◆ **EXERCISE**: Among the lines below, copy exactly those from the one with "impl TryFrom<usize> for" through the one with "breakpoint is used", counting both ends.

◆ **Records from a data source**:
BEGIN
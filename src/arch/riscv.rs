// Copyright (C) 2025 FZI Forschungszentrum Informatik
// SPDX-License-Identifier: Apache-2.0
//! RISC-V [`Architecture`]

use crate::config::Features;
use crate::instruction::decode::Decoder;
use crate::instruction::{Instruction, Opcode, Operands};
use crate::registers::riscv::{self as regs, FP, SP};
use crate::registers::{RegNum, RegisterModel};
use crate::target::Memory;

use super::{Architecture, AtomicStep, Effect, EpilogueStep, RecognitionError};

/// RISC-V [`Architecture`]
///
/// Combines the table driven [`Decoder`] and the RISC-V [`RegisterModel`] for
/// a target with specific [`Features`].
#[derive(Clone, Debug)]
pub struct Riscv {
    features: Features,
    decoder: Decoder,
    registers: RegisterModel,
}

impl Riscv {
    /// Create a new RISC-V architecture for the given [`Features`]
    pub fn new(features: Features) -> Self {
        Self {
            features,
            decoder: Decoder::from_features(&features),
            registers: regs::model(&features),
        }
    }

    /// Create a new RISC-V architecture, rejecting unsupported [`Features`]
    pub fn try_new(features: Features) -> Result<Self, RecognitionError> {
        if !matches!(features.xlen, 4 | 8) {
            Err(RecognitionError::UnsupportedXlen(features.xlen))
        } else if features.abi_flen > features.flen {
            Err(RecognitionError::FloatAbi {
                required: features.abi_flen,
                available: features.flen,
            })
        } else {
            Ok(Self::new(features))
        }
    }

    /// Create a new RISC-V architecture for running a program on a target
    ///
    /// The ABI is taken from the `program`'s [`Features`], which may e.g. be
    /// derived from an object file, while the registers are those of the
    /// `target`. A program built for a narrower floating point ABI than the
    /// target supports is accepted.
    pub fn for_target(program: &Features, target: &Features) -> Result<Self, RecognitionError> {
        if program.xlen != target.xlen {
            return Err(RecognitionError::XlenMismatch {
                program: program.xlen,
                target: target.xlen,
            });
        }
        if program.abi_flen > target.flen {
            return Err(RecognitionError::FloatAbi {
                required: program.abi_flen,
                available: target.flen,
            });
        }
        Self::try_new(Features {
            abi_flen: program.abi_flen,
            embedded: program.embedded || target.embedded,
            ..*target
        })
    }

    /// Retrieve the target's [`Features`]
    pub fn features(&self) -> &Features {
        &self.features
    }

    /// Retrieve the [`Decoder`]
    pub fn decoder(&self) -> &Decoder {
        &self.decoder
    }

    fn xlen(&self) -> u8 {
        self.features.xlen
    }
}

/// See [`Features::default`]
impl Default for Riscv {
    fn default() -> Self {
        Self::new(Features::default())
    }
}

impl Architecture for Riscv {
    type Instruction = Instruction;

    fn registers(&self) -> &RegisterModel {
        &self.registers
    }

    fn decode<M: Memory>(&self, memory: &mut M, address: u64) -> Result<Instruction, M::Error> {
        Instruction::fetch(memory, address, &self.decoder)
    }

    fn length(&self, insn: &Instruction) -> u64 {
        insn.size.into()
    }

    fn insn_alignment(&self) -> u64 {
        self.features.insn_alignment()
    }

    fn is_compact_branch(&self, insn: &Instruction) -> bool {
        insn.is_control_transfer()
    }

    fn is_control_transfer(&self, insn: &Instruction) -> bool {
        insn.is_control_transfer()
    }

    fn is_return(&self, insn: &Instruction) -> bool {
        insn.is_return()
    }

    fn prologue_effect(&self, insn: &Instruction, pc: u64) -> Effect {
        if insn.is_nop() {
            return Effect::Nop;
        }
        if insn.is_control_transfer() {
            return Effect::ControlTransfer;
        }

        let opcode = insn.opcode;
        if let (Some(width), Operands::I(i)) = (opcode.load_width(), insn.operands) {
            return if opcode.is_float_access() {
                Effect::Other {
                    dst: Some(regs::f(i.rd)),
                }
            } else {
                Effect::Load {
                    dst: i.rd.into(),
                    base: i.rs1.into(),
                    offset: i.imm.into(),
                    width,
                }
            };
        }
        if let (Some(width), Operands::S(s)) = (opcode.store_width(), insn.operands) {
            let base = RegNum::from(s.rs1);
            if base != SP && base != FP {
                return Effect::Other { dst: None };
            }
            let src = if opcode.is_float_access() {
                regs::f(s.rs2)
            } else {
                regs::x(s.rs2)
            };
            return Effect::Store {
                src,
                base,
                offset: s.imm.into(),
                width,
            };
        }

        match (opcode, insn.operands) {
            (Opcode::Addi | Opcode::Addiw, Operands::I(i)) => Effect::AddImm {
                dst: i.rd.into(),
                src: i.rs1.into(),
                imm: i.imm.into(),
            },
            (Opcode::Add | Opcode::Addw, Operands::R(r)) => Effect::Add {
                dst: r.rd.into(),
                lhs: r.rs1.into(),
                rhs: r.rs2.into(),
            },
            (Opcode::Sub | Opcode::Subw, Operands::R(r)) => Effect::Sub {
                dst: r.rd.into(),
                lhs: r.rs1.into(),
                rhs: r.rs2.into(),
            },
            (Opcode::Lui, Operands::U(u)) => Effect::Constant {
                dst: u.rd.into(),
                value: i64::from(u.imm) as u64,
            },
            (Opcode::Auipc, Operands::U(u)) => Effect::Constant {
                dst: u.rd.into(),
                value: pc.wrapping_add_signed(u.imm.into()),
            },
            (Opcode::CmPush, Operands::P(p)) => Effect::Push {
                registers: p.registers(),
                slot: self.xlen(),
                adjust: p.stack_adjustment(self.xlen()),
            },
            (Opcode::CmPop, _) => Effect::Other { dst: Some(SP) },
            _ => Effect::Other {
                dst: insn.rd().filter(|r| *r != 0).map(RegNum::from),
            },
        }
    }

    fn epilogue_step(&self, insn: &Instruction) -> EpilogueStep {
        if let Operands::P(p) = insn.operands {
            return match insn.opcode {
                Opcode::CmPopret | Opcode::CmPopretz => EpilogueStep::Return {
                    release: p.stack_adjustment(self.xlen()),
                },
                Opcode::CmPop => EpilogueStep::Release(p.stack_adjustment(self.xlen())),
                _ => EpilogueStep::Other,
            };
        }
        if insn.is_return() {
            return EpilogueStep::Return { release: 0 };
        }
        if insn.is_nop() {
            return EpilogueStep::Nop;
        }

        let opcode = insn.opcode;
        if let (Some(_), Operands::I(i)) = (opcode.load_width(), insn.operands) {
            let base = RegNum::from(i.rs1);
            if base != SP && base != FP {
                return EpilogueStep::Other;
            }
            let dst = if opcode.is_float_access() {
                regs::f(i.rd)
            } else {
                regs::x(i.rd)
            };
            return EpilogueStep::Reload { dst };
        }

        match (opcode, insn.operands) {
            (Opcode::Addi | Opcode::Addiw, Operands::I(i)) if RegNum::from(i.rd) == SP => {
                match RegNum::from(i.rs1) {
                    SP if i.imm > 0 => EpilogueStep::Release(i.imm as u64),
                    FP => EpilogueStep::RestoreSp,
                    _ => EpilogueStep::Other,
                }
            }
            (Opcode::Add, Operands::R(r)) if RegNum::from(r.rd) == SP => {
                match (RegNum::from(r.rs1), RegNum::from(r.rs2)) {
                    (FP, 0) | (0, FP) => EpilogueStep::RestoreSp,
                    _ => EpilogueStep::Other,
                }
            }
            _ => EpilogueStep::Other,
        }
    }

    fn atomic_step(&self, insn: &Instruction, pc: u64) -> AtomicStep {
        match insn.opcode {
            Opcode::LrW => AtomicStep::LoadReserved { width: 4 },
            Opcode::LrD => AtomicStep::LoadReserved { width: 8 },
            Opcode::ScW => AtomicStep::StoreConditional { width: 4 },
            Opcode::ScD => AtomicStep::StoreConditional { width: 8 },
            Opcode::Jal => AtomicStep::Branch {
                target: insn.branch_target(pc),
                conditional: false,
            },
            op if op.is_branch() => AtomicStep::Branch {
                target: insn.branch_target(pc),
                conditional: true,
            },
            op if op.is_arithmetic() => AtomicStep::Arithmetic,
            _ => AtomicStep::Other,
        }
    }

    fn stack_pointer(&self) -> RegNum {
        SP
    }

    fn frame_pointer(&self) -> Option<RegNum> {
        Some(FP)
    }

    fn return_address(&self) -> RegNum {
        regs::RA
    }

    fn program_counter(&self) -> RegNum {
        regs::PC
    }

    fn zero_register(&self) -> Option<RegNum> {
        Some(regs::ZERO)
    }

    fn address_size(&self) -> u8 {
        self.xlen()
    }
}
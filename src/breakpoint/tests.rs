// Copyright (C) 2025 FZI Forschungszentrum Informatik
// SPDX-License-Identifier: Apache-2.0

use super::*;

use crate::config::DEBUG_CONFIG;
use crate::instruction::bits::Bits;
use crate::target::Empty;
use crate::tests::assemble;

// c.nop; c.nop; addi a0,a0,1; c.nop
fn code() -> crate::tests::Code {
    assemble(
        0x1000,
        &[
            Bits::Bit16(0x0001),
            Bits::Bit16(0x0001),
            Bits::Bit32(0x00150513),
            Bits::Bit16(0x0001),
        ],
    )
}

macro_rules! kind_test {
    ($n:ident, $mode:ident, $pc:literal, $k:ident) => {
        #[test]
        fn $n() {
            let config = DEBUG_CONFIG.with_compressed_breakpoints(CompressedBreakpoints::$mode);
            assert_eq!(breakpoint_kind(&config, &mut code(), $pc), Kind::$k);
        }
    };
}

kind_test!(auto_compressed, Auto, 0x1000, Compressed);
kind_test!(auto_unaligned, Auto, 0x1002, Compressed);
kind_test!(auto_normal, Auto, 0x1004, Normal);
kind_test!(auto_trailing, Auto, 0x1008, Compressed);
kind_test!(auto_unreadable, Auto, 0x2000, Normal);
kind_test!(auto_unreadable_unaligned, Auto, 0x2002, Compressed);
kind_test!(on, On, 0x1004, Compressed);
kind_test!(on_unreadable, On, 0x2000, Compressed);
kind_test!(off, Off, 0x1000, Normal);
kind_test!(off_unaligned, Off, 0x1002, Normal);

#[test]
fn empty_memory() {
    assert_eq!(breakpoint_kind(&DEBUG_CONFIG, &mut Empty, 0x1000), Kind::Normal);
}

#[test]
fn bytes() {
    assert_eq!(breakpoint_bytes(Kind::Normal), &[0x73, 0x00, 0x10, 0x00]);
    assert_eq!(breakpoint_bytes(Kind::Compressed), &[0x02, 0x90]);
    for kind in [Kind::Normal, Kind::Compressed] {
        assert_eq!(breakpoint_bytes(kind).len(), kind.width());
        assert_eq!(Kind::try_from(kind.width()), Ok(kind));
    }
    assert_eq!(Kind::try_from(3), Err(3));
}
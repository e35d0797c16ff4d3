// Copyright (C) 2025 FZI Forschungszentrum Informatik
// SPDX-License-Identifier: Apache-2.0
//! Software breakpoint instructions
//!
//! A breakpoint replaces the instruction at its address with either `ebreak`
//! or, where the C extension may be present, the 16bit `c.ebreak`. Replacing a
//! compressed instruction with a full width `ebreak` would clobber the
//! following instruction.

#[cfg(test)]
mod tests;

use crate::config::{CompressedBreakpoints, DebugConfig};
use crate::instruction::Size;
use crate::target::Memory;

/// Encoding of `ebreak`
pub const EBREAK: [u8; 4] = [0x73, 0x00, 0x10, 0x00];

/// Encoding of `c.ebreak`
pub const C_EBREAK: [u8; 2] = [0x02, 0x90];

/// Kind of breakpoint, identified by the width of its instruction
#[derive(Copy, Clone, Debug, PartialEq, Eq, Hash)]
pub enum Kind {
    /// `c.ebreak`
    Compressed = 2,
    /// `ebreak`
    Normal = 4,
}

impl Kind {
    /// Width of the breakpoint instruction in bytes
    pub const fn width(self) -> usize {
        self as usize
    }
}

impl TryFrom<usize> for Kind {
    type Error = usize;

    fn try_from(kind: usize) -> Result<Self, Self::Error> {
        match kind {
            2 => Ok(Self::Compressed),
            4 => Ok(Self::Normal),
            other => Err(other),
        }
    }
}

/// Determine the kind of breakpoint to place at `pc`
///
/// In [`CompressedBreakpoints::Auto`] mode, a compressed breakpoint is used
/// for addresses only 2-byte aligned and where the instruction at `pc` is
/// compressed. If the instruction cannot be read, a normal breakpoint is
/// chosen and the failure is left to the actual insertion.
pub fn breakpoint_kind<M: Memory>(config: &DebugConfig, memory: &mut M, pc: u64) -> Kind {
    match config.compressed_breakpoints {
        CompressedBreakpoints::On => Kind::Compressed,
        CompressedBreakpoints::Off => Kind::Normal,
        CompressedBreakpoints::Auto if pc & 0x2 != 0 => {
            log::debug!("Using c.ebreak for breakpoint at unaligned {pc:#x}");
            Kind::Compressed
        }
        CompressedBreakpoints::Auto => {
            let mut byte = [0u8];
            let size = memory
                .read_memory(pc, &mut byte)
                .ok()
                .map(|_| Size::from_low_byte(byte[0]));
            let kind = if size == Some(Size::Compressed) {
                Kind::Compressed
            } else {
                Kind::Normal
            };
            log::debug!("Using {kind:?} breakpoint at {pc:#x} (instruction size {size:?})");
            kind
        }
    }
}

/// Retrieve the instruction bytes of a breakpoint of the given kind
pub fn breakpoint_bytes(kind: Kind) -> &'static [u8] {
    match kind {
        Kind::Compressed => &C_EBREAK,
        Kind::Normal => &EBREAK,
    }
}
END
◆ **WRITTEN ANSWER**:
impl TryFrom<usize> for Kind {
    type Error = usize;

    fn try_from(kind: usize) -> Result<Self, Self::Error> {
        match kind {
            2 => Ok(Self::Compressed),
            4 => Ok(Self::Normal),
            other => Err(other),
        }
    }
}

/// Determine the kind of breakpoint to place at `pc`
///
/// In [`CompressedBreakpoints::Auto`] mode, a compressed breakpoint is used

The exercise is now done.